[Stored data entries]

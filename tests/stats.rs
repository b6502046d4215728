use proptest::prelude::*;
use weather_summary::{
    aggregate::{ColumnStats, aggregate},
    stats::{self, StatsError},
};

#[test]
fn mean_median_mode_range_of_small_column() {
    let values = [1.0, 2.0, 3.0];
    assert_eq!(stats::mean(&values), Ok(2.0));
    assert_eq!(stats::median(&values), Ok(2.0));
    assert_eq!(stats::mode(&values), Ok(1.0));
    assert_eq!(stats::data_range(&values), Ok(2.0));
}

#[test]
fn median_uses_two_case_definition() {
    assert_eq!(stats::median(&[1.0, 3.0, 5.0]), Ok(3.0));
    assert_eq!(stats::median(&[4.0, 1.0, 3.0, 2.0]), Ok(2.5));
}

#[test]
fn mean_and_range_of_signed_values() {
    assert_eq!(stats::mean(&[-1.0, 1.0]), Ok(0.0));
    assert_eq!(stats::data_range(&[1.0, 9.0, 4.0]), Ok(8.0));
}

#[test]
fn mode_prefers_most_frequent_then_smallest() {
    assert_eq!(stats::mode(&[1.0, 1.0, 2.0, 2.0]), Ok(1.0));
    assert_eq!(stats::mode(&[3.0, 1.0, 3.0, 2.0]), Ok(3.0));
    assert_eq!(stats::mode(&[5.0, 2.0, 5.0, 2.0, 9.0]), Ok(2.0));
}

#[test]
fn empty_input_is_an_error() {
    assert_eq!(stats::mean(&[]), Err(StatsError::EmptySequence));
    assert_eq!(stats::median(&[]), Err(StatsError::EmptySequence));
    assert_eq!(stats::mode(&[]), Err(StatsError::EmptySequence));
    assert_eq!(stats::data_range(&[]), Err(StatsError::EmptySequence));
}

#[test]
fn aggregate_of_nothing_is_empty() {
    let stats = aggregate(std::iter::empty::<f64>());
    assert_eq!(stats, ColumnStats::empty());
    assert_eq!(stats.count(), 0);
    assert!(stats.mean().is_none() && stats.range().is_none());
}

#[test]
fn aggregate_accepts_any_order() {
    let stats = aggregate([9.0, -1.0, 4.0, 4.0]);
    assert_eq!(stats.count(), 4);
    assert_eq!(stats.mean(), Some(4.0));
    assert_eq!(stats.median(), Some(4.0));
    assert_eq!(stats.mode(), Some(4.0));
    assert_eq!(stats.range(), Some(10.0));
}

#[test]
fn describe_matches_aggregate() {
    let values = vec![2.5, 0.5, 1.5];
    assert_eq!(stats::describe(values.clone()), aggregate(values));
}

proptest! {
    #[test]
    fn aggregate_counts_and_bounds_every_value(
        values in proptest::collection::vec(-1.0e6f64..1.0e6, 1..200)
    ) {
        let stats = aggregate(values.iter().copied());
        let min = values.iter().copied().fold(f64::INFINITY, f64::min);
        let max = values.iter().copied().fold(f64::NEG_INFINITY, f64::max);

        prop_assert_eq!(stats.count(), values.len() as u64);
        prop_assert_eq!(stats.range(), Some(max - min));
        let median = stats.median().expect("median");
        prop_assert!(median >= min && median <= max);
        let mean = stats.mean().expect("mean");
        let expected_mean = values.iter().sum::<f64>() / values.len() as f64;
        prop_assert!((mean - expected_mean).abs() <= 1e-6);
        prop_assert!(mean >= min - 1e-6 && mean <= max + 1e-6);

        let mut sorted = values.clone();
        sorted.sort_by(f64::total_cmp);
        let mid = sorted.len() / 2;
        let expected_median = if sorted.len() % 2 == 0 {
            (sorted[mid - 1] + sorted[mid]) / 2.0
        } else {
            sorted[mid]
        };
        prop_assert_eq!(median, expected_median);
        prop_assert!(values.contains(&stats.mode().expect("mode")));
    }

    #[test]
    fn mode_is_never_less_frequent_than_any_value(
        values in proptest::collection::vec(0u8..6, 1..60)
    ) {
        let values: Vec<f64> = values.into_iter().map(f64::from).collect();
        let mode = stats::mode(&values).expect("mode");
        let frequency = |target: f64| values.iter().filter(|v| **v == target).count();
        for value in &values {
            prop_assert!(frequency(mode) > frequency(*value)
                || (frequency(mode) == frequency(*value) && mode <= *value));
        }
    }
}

...

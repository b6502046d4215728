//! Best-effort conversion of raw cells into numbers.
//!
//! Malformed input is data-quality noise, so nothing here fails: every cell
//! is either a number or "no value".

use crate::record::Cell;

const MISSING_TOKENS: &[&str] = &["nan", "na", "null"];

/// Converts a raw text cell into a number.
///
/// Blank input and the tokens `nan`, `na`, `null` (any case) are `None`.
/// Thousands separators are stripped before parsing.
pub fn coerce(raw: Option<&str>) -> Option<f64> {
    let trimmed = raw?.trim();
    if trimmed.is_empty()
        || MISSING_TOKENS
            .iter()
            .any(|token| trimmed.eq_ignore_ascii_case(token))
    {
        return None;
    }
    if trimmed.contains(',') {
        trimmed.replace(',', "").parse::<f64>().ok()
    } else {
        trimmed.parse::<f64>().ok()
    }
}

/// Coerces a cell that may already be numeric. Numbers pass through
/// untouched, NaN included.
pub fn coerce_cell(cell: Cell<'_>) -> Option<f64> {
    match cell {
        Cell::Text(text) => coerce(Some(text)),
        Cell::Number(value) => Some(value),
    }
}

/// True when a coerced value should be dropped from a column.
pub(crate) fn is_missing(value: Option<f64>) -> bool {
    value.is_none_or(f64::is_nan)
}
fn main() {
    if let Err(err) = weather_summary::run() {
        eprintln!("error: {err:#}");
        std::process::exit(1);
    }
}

* * *

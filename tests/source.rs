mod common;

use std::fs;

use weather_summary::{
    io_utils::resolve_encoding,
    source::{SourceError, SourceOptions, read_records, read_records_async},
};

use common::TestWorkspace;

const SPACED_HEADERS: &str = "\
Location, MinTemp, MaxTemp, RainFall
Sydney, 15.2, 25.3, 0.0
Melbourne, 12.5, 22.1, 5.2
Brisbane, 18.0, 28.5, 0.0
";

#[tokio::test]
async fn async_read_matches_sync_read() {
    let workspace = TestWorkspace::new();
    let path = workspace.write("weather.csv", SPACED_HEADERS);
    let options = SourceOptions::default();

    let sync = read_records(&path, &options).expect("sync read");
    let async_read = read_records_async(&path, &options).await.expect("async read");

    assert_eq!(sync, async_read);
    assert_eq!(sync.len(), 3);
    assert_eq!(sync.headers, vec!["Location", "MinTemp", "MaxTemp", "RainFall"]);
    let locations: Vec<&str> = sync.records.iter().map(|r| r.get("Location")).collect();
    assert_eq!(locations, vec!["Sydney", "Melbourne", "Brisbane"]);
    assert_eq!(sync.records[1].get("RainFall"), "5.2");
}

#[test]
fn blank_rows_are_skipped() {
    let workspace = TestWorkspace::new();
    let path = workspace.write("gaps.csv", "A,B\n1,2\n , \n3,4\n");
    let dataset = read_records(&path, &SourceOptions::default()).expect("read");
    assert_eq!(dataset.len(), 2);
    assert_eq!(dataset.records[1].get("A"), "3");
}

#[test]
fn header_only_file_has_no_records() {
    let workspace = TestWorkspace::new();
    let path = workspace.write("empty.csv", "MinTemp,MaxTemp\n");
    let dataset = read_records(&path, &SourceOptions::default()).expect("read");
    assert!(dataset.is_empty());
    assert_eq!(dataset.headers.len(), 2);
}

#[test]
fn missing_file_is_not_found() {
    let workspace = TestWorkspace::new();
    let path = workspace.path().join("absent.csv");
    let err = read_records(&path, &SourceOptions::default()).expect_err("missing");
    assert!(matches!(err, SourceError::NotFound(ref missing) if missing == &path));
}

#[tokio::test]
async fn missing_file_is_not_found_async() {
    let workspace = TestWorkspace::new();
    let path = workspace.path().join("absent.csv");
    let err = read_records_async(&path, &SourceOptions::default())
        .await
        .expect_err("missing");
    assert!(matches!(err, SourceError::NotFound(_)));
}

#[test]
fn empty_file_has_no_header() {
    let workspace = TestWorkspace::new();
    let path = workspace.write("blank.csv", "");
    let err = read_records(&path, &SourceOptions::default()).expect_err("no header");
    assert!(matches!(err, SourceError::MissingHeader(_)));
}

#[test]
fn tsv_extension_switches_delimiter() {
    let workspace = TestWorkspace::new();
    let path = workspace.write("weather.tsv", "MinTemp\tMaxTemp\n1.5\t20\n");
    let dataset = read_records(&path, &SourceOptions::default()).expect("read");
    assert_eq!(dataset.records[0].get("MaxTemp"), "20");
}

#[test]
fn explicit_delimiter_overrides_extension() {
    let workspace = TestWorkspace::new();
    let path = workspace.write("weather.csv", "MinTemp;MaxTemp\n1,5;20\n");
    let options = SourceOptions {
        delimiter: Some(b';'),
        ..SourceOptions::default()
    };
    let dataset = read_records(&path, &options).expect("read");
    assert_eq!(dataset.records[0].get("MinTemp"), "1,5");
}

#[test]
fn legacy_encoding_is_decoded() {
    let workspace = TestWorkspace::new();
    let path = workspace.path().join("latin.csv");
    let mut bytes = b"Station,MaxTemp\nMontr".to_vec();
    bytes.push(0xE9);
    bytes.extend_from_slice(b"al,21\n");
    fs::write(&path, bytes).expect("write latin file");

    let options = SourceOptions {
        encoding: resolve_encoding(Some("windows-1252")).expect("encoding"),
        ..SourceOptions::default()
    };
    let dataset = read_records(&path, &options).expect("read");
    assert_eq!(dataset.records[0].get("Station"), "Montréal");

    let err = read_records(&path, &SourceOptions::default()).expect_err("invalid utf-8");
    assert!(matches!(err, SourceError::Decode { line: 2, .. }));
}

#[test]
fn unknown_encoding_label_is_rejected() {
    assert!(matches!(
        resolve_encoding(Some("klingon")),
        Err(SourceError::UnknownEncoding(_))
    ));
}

◆ **WHAT THIS TASK INVOLVES**
Filter the records down to the lines containing the word "locations", and copy those.

◆ **RESULT**
    let locations: Vec<&str> = sync.records.iter().map(|r| r.get("Location")).collect();
    assert_eq!(locations, vec!["Sydney", "Melbourne", "Brisbane"]);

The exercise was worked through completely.